> _WHAT IS NEEDED_
Set down exactly the first line of the entries and every line after it, through the line with "impl<I> ParseError<I> for".

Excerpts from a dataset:
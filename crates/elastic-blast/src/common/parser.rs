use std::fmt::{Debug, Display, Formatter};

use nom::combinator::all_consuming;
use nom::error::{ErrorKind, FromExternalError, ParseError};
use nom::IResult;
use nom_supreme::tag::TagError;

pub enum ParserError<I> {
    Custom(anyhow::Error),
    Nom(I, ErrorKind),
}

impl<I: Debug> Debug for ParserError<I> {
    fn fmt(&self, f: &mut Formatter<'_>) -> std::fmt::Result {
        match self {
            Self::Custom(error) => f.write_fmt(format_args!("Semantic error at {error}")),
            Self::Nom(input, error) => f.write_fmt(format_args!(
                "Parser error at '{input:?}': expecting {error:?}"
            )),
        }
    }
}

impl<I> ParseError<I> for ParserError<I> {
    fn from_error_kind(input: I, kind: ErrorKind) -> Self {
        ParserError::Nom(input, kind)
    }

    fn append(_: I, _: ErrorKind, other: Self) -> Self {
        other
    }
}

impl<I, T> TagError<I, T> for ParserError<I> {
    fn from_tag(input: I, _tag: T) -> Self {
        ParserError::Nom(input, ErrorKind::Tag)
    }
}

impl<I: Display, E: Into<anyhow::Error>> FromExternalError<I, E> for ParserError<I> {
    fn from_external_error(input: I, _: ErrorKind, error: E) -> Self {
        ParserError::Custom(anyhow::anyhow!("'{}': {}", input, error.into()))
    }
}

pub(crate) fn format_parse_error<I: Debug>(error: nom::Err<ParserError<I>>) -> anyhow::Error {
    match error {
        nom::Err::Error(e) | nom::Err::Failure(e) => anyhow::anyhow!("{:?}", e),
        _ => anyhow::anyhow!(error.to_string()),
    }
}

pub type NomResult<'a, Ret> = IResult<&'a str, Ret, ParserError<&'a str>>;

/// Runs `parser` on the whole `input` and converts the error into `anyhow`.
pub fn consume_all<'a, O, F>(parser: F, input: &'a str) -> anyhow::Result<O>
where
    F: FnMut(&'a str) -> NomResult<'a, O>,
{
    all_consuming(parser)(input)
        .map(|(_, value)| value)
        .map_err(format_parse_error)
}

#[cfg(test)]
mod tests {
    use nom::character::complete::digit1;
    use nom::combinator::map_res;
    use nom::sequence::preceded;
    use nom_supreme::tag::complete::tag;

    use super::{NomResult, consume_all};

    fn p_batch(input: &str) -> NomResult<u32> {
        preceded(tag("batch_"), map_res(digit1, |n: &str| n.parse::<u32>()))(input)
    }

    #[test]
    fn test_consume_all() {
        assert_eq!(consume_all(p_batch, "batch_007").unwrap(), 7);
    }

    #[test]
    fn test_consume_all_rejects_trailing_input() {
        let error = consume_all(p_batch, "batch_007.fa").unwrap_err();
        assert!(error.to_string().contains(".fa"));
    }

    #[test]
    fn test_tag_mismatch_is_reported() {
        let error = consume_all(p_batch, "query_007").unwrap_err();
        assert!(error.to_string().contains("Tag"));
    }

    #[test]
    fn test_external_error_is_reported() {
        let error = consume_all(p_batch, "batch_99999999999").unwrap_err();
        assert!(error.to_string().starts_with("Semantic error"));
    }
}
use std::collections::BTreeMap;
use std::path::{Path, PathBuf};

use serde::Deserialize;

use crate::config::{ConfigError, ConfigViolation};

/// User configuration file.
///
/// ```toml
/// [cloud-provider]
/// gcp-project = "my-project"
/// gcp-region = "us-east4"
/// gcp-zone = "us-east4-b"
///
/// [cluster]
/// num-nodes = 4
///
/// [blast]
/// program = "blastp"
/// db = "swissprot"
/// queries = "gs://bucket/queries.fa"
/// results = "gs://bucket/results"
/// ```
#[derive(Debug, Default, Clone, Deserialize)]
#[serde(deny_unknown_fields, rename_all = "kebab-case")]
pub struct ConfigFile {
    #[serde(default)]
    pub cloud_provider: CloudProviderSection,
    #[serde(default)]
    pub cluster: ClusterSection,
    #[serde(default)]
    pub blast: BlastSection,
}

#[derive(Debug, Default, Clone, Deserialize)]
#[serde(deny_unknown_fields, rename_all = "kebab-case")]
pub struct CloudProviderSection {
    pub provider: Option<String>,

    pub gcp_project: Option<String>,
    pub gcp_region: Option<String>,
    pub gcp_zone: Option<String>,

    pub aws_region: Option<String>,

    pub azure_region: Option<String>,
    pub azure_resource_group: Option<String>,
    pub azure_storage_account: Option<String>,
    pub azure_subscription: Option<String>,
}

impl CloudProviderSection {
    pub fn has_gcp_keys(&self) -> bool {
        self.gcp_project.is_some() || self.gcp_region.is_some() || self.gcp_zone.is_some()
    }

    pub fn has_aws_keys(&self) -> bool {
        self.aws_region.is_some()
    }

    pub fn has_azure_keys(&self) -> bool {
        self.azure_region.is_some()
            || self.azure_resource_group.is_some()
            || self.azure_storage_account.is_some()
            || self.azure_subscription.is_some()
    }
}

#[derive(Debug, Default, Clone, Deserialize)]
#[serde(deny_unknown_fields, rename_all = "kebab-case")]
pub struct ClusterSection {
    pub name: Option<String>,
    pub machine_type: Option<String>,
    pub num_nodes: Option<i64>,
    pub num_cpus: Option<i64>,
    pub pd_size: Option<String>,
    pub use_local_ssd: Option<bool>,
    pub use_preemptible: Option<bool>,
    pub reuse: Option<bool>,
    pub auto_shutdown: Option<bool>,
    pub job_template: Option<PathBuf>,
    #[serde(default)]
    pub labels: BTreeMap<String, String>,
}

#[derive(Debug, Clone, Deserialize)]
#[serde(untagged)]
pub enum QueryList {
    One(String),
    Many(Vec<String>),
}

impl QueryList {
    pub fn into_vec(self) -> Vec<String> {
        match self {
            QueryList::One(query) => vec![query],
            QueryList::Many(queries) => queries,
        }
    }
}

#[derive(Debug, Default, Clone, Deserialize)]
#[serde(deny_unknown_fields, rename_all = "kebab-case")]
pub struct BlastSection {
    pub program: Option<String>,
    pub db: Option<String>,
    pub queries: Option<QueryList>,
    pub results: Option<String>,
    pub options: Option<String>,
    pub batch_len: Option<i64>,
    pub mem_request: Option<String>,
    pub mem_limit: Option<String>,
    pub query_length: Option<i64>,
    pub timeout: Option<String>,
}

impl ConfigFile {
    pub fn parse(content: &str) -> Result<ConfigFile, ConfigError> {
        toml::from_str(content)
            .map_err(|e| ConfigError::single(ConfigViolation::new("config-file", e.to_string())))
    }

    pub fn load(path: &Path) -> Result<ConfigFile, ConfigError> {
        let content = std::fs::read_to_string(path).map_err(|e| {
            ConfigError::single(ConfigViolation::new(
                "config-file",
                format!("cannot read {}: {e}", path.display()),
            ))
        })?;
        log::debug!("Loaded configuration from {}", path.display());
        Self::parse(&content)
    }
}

> _SOLUTION FOR THIS TASK_
filename crates/elastic-blast/src/common/parser.rs
use std::fmt::{Debug, Display, Formatter};

use nom::combinator::all_consuming;
use nom::error::{ErrorKind, FromExternalError, ParseError};
use nom::IResult;
use nom_supreme::tag::TagError;

pub enum ParserError<I> {
    Custom(anyhow::Error),
    Nom(I, ErrorKind),
}

impl<I: Debug> Debug for ParserError<I> {
    fn fmt(&self, f: &mut Formatter<'_>) -> std::fmt::Result {
        match self {
            Self::Custom(error) => f.write_fmt(format_args!("Semantic error at {error}")),
            Self::Nom(input, error) => f.write_fmt(format_args!(
                "Parser error at '{input:?}': expecting {error:?}"
            )),
        }
    }
}

impl<I> ParseError<I> for ParserError<I> {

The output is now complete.